Overnight Gaps and Trend Trading

Overnight risk refers to the risks of what happens to the markets while you sleep or while the stock exchanges are closed and you cannot exit your positions. During this time, your money is exposed, and if you are trading on margin, you are exposed to a margin call.
Some markets, such as forex, trade around the clock, so the nature of overnight risks is different. However, even forex closes for the weekend, which is when you are exposed to dramatic market moves.
You can place a stop loss order to help reduce your risk. Placing such an order is as simple as executing any other order through the order execution software provided by your broker. Then if your position moves against you to a certain level that you specify, the broker will close your position.
However, if the exchange is closed, it is possible for the market to break through your stop loss order, and your position will not be closed at the price you specified in your stop loss order.
For example, if you buy a stock at $20 and place a stop loss order with your broker to sell at $18, your position will typically close at or near $18 when the stock reaches that price.
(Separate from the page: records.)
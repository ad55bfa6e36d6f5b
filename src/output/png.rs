use std::{fs::File, io::BufWriter, path::Path};

use anyhow::Context as _;

use crate::foundation::{
    core::IndexedImage,
    error::{PackError, PackResult},
};

/// Encode `img` as an 8-bit palette PNG.
pub fn encode_indexed<W: std::io::Write>(w: W, img: &IndexedImage) -> PackResult<()> {
    if img.palette.is_empty() || img.palette.len() > 256 {
        return Err(PackError::Other(anyhow::anyhow!(
            "palette must hold 1..=256 colors, got {}",
            img.palette.len()
        )));
    }

    let mut encoder = png::Encoder::new(w, img.width, img.height);
    encoder.set_color(png::ColorType::Indexed);
    encoder.set_depth(png::BitDepth::Eight);
    encoder.set_palette(img.palette.concat());

    let mut writer = encoder.write_header().context("png header")?;
    writer
        .write_image_data(&img.indices)
        .context("png image data")?;
    writer.finish().context("png finish")?;
    Ok(())
}

/// Write `img` to `path` as a palette PNG.
pub fn write_indexed(path: &Path, img: &IndexedImage) -> PackResult<()> {
    let f = File::create(path).with_context(|| format!("create png '{}'", path.display()))?;
    encode_indexed(BufWriter::new(f), img)
        .map_err(|e| PackError::Other(anyhow::anyhow!("write png '{}': {e}", path.display())))
}

#[cfg(test)]
#[path = "../../tests/unit/output/png.rs"]
mod tests;
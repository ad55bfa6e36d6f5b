use image::RgbImage;

use crate::foundation::core::{BoundingBox, CropResult};

/// Whether two colors are within `tolerance` on each of R, G and B.
///
/// The distance must be strictly below the tolerance. A tolerance of zero
/// behaves like one: only identical channels match.
pub fn is_background(color: [u8; 3], background: [u8; 3], tolerance: u32) -> bool {
    let limit = tolerance.max(1);
    color
        .iter()
        .zip(background.iter())
        .all(|(&c, &b)| u32::from(c.abs_diff(b)) < limit)
}

/// Grid spacing along an axis of `extent` pixels split into `steps` cells.
pub fn grid_step(extent: u32, steps: u32) -> u32 {
    (extent / steps.max(1)).max(1)
}

/// Bounding box of everything that does not match the color at `(0, 0)`.
///
/// Only grid points are inspected, so the cost is bounded by `steps²`
/// regardless of resolution. The last row and column are never sampled. The
/// sampled box is grown by one grid step per side (right and bottom stay
/// inside `extent - 1`). When nothing is found the result is
/// [`BoundingBox::DEGENERATE`].
pub fn find_bounds(img: &RgbImage, tolerance: u32, steps: u32) -> BoundingBox {
    let (width, height) = img.dimensions();
    if width == 0 || height == 0 {
        return BoundingBox::DEGENERATE;
    }

    let background = img.get_pixel(0, 0).0;
    let step_x = grid_step(width, steps);
    let step_y = grid_step(height, steps);

    let mut hit: Option<(u32, u32, u32, u32)> = None;
    for y in (0..height - 1).step_by(step_y as usize) {
        for x in (0..width - 1).step_by(step_x as usize) {
            if is_background(img.get_pixel(x, y).0, background, tolerance) {
                continue;
            }
            hit = Some(match hit {
                None => (x, y, x, y),
                Some((x0, y0, x1, y1)) => (x0.min(x), y0.min(y), x1.max(x), y1.max(y)),
            });
        }
    }

    let Some((x0, y0, x1, y1)) = hit else {
        return BoundingBox::DEGENERATE;
    };

    let bounds = BoundingBox {
        min_x: x0.saturating_sub(step_x),
        min_y: y0.saturating_sub(step_y),
        max_x: (x1 + step_x).min(width - 1),
        max_y: (y1 + step_y).min(height - 1),
    };

    // A collapsed axis falls back to [0, 1).
    let (min_x, max_x) = if bounds.min_x < bounds.max_x {
        (bounds.min_x, bounds.max_x)
    } else {
        (0, 1)
    };
    let (min_y, max_y) = if bounds.min_y < bounds.max_y {
        (bounds.min_y, bounds.max_y)
    } else {
        (0, 1)
    };
    BoundingBox {
        min_x,
        min_y,
        max_x,
        max_y,
    }
}

/// Cut `img` down to its content box.
#[tracing::instrument(skip(img), fields(width = img.width(), height = img.height()))]
pub fn crop(img: &RgbImage, tolerance: u32, steps: u32) -> CropResult {
    let bounds = find_bounds(img, tolerance, steps);
    tracing::debug!(
        background = ?img.get_pixel_checked(0, 0).map(|p| p.0),
        ?bounds,
        "crop bounds"
    );

    let image = image::imageops::crop_imm(
        img,
        bounds.min_x,
        bounds.min_y,
        bounds.width(),
        bounds.height(),
    )
    .to_image();

    let result = CropResult {
        image,
        pos_x: bounds.min_x,
        pos_y: bounds.min_y,
    };
    tracing::debug!(trim = %result.trim_line(), "cropped");
    result
}

#[cfg(test)]
#[path = "../../tests/unit/frame/crop.rs"]
mod tests;
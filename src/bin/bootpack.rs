use std::path::PathBuf;

use clap::Parser;
use tracing_subscriber::EnvFilter;

/// Create an Android bootanimation from a .gif or a folder of images.
#[derive(Parser, Debug)]
#[command(name = "bootpack", version)]
struct Cli {
    /// GIF file, or folder with images (sorted by name, e.g. frame-001.png).
    source: PathBuf,

    /// Width of result images in pixels; use the device screen width.
    #[arg(allow_negative_numbers = true)]
    width: i64,

    /// Height of result images in pixels; use the device screen height.
    #[arg(allow_negative_numbers = true)]
    height: i64,

    /// Frames per second of the animation.
    #[arg(allow_negative_numbers = true)]
    fps: i64,

    /// Folder where result images are saved.
    save_to: PathBuf,

    /// Also create bootanimation.zip with the result images.
    #[arg(long)]
    zip: bool,

    /// Tolerance for detecting the background color (taken from pixel (0, 0)).
    #[arg(long, default_value_t = 10, allow_negative_numbers = true)]
    tolerance: i64,

    /// Colors count for result images.
    #[arg(long, default_value_t = 256, allow_negative_numbers = true)]
    colors: i64,

    /// Grid steps per axis when scanning for the crop box.
    #[arg(long, default_value_t = 100, allow_negative_numbers = true)]
    steps: i64,

    /// Normalize frames on a worker pool (output order is unchanged).
    #[arg(long)]
    parallel: bool,

    /// Worker threads for --parallel (defaults to the number of CPUs).
    #[arg(long)]
    threads: Option<usize>,
}

impl Cli {
    fn into_config(self) -> bootpack::PackConfig {
        let mut cfg =
            bootpack::PackConfig::new(self.source, self.width, self.height, self.fps, self.save_to);
        cfg.zip = self.zip;
        cfg.tolerance = self.tolerance;
        cfg.colors = self.colors;
        cfg.steps = self.steps;
        cfg.threading.parallel = self.parallel;
        cfg.threading.threads = self.threads;
        cfg
    }
}

fn main() -> anyhow::Result<()> {
    tracing_subscriber::fmt()
        .with_env_filter(
            EnvFilter::try_from_default_env().unwrap_or_else(|_| EnvFilter::new("info")),
        )
        .with_writer(std::io::stderr)
        .init();

    let cfg = Cli::parse().into_config();

    let violations = cfg.violations();
    if !violations.is_empty() {
        for v in &violations {
            tracing::error!("{v}");
        }
        anyhow::bail!("{} invalid argument(s)", violations.len());
    }

    let stats = bootpack::assemble(&cfg)?;
    eprintln!("wrote {} frames to {}", stats.frames, cfg.save_to.display());
    if let Some(archive) = stats.archive {
        eprintln!("wrote {}", archive.display());
    }
    Ok(())
}
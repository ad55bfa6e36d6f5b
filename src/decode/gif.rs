//! Animated GIF to full-canvas RGBA frames.
//!
//! A GIF sub-image may cover only part of the logical screen. Whether such
//! updates accumulate over earlier frames is decided once per file by a
//! pre-scan ([`detect_redraw_mode`]) and then applied to every frame, since a
//! file that mixes full and partial updates renders wrong if judged frame by
//! frame.

use std::{fs::File, io::BufReader, path::Path};

use anyhow::Context as _;
use image::{Rgba, RgbaImage};

use crate::foundation::{
    core::RawFrame,
    error::{PackError, PackResult},
};

/// How sub-images relate to the frames before them.
#[derive(Clone, Copy, Debug, PartialEq, Eq)]
pub enum RedrawMode {
    /// Every sub-image covers the whole screen and stands alone.
    Full,
    /// At least one sub-image updates a region; frames accumulate.
    Partial,
}

/// One decoded GIF sub-image with its color table resolved.
#[derive(Clone, Copy, Debug)]
pub struct SubImage<'a> {
    /// Left offset on the logical screen.
    pub left: u32,
    /// Top offset on the logical screen.
    pub top: u32,
    /// Region width.
    pub width: u32,
    /// Region height.
    pub height: u32,
    /// One color index per region pixel, row-major.
    pub indices: &'a [u8],
    /// Flat RGB color table (local if present, otherwise global).
    pub palette: &'a [u8],
    /// Index that marks a transparent pixel.
    pub transparent: Option<u8>,
}

impl SubImage<'_> {
    fn color(&self, index: u8) -> Option<Rgba<u8>> {
        if self.transparent == Some(index) {
            return None;
        }
        let at = usize::from(index) * 3;
        // Short tables behave as if padded with black.
        let rgb = self.palette.get(at..at + 3).unwrap_or(&[0, 0, 0]);
        Some(Rgba([rgb[0], rgb[1], rgb[2], 255]))
    }
}

fn open_decoder(path: &Path) -> PackResult<gif::Decoder<BufReader<File>>> {
    let file = File::open(path).with_context(|| format!("open gif '{}'", path.display()))?;
    let mut opts = gif::DecodeOptions::new();
    opts.set_color_output(gif::ColorOutput::Indexed);
    opts.read_info(BufReader::new(file))
        .map_err(|e| PackError::decode(format!("'{}': {e}", path.display())))
}

/// Scan every sub-image header and report whether any covers less than the screen.
///
/// Stops at the first partial region; one is enough to switch the whole file.
#[tracing::instrument]
pub fn detect_redraw_mode(path: &Path) -> PackResult<RedrawMode> {
    let mut decoder = open_decoder(path)?;
    let screen = (u32::from(decoder.width()), u32::from(decoder.height()));
    loop {
        let frame = decoder
            .read_next_frame()
            .map_err(|e| PackError::decode(format!("'{}': {e}", path.display())))?;
        let Some(frame) = frame else {
            return Ok(RedrawMode::Full);
        };
        if (u32::from(frame.width), u32::from(frame.height)) != screen {
            return Ok(RedrawMode::Partial);
        }
    }
}

/// Compose the next full-screen frame.
///
/// `carried` is the previously emitted canvas. It is used as the base in
/// [`RedrawMode::Partial`] and ignored in [`RedrawMode::Full`], where the
/// sub-image is pasted onto a transparent canvas. Transparent pixels of the
/// sub-image leave the base untouched; anything outside the screen is clipped.
pub fn next_canvas(
    carried: Option<RgbaImage>,
    sub: &SubImage<'_>,
    mode: RedrawMode,
    screen_width: u32,
    screen_height: u32,
) -> RgbaImage {
    let mut canvas = match (mode, carried) {
        (RedrawMode::Partial, Some(prev))
            if prev.dimensions() == (screen_width, screen_height) =>
        {
            prev
        }
        _ => RgbaImage::new(screen_width, screen_height),
    };

    for row in 0..sub.height {
        let y = sub.top + row;
        if y >= screen_height {
            break;
        }
        for col in 0..sub.width {
            let x = sub.left + col;
            if x >= screen_width {
                break;
            }
            let at = (row * sub.width + col) as usize;
            let Some(&index) = sub.indices.get(at) else {
                continue;
            };
            if let Some(px) = sub.color(index) {
                canvas.put_pixel(x, y, px);
            }
        }
    }
    canvas
}

/// Forward-only stream of composited GIF frames.
pub struct GifFrames {
    decoder: gif::Decoder<BufReader<File>>,
    mode: RedrawMode,
    screen_width: u32,
    screen_height: u32,
    global_palette: Option<Vec<u8>>,
    carried: Option<RgbaImage>,
    decoded: u64,
    done: bool,
}

impl GifFrames {
    /// Redraw mode applied to this file.
    pub fn mode(&self) -> RedrawMode {
        self.mode
    }

    /// Logical screen size.
    pub fn screen(&self) -> (u32, u32) {
        (self.screen_width, self.screen_height)
    }
}

/// Open `path`, pre-scan its redraw mode and return the frame stream.
#[tracing::instrument]
pub fn decode(path: &Path) -> PackResult<GifFrames> {
    let mode = detect_redraw_mode(path)?;
    let decoder = open_decoder(path)?;
    let screen_width = u32::from(decoder.width());
    let screen_height = u32::from(decoder.height());
    let global_palette = decoder.global_palette().map(<[u8]>::to_vec);
    tracing::debug!(?mode, screen_width, screen_height, "gif opened");

    Ok(GifFrames {
        decoder,
        mode,
        screen_width,
        screen_height,
        global_palette,
        carried: None,
        decoded: 0,
        done: false,
    })
}

impl Iterator for GifFrames {
    type Item = PackResult<RawFrame>;

    fn next(&mut self) -> Option<Self::Item> {
        if self.done {
            return None;
        }

        let frame = match self.decoder.read_next_frame() {
            Ok(Some(frame)) => frame,
            Ok(None) => {
                self.done = true;
                return None;
            }
            Err(e) => {
                self.done = true;
                return Some(Err(PackError::decode(format!(
                    "sub-image {}: {e}",
                    self.decoded
                ))));
            }
        };

        let Some(palette) = frame
            .palette
            .as_deref()
            .or(self.global_palette.as_deref())
        else {
            self.done = true;
            return Some(Err(PackError::decode(format!(
                "sub-image {} has no color table",
                self.decoded
            ))));
        };

        let sub = SubImage {
            left: u32::from(frame.left),
            top: u32::from(frame.top),
            width: u32::from(frame.width),
            height: u32::from(frame.height),
            indices: &frame.buffer,
            palette,
            transparent: frame.transparent,
        };
        let canvas = next_canvas(
            self.carried.take(),
            &sub,
            self.mode,
            self.screen_width,
            self.screen_height,
        );
        if self.mode == RedrawMode::Partial {
            self.carried = Some(canvas.clone());
        }
        self.decoded += 1;

        Some(Ok(RawFrame::from_image(canvas)))
    }
}

#[cfg(test)]
#[path = "../../tests/unit/decode/gif.rs"]
mod tests;
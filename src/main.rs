use clap::{Parser, Subcommand};
use fseq::variable::VAR_ID_MEDIA_FILE;
use fseq::SequenceLayout;
use std::path::{Path, PathBuf};

#[derive(Parser)]
#[command(name = "fseq", version = fseq::VERSION, about = "Inspect FSEQ v2 sequence files")]
struct Cli {
    #[command(subcommand)]
    command: Commands,
}

#[derive(Subcommand)]
enum Commands {
    /// Show header fields and a summary of the file
    Info {
        input: PathBuf,
        /// Print the decoded layout as JSON
        #[arg(long)]
        json: bool,
    },
    /// List variable records
    Vars {
        input: PathBuf,
    },
    /// List sparse channel ranges
    Ranges {
        input: PathBuf,
    },
    /// List the compression block table
    Blocks {
        input: PathBuf,
    },
    /// Hex dump the channel data of one uncompressed frame
    Frame {
        input: PathBuf,
        index: u32,
    },
}

fn main() -> Result<(), Box<dyn std::error::Error>> {
    tracing_subscriber::fmt()
        .with_env_filter(
            tracing_subscriber::EnvFilter::try_from_default_env()
                .unwrap_or_else(|_| tracing_subscriber::EnvFilter::new("warn")),
        )
        .with_writer(std::io::stderr)
        .init();

    match Cli::parse().command {

        // ── Info ─────────────────────────────────────────────────────────────
        Commands::Info { input, json } => {
            let (_, layout) = load(&input)?;
            if json {
                println!("{}", serde_json::to_string_pretty(&layout)?);
                return Ok(());
            }

            let h = &layout.header;
            println!("── FSEQ Sequence ────────────────────────────────────────");
            println!("  Path           {}", input.display());
            println!("  Format version {}.{}", h.major_version, h.minor_version);
            println!("  Channels       {}", h.channel_count);
            println!("  Frames         {}", h.frame_count);
            println!("  Step time      {} ms", h.frame_step_time_millis);
            println!("  Duration       {:.2} s", h.duration_seconds());
            println!("  Compression    {} ({} blocks)", h.compression_type, h.total_compression_blocks());
            println!("  Channel ranges {}", h.channel_range_count);
            println!("  Variable data  @{}", h.variable_data_offset);
            println!("  Channel data   @{}", h.channel_data_offset);
            match h.uid_timestamp() {
                Some(ts) => println!("  Sequence UID   {} ({})", hex::encode(h.uid_bytes()), ts.to_rfc3339()),
                None     => println!("  Sequence UID   {}", hex::encode(h.uid_bytes())),
            }
            if let Some(media) = layout.variable(VAR_ID_MEDIA_FILE) {
                println!("  Media file     {}", media.value_str());
            }
        }

        // ── Vars ─────────────────────────────────────────────────────────────
        Commands::Vars { input } => {
            let (_, layout) = load(&input)?;
            println!("{:<4} {:>8} {:>6}  Value", "Id", "Offset", "Size");
            for var in &layout.variables {
                println!("{:<4} {:>8} {:>6}  {}", var.id_str(), var.offset, var.value.len(), var.value_str());
            }
        }

        // ── Ranges ───────────────────────────────────────────────────────────
        Commands::Ranges { input } => {
            let (_, layout) = load(&input)?;
            if layout.channel_ranges.is_empty() {
                println!("No sparse ranges: all {} channels stored", layout.header.channel_count);
            }
            for (i, r) in layout.channel_ranges.iter().enumerate() {
                println!("  #{:<3} channels {}..{} ({})", i, r.first_channel_number, r.end_channel(), r.channel_count);
            }
        }

        // ── Blocks ───────────────────────────────────────────────────────────
        Commands::Blocks { input } => {
            let (_, layout) = load(&input)?;
            println!("{:>5} {:>12} {:>12}", "#", "First frame", "Size");
            for (i, b) in layout.compression_blocks.iter().enumerate() {
                println!("{:>5} {:>12} {:>12}", i, b.first_frame_id, b.size);
            }
        }

        // ── Frame ────────────────────────────────────────────────────────────
        Commands::Frame { input, index } => {
            let (data, layout) = load(&input)?;
            let frame = layout.frame(&data, index)?;
            for (row, chunk) in frame.chunks(16).enumerate() {
                println!("{:08x}  {}", row * 16, hex::encode(chunk));
            }
        }
    }

    Ok(())
}

// ── helpers ──────────────────────────────────────────────────────────────────

fn load(path: &Path) -> Result<(Vec<u8>, SequenceLayout), Box<dyn std::error::Error>> {
    let data = std::fs::read(path)?;
    let layout = SequenceLayout::parse(&data)?;
    Ok((data, layout))
}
You can place this stop loss order if you want to risk trading up to $2 per share.
But the next morning, you could find that due to some disastrous event, the stock opens at $5! In such a case, your stop loss order will not be executed at $18, giving you a loss of $2 per share, but instead will be filled with around $5 per share, so you will now have a loss of $15 per share!

Even then, your order may or may not be executed depending on whether your stop loss order is a limit order or a market order:

  • A limit stop order is where you set the price range at the point you wish to execute the trade. For example, if you place a limit order to sell between $17.50 and $18 and the market gaps the next morning, you will not be taken out of your position because the stock has crossed the upper limit or lower range of the order.

You wouldn’t sell the stock at a low price you might not want to accept (like $5), but your loss – called an unrealized loss because you didn’t sell your stock and lock up your loss (because your stock position is still open and the price can go up or down before selling) – It is still very real in the sense that it has reduced your overall wealth.

  • Unless specified as a Stop-Limit order, a normal stop order is a market order, where your order is executed after the market reaches the price you specify; However, you do not have any guarantees as to the price at which your order will be executed. For example, the next morning, you are taken out of your position by about $5, thus maintaining a loss of $15 per share.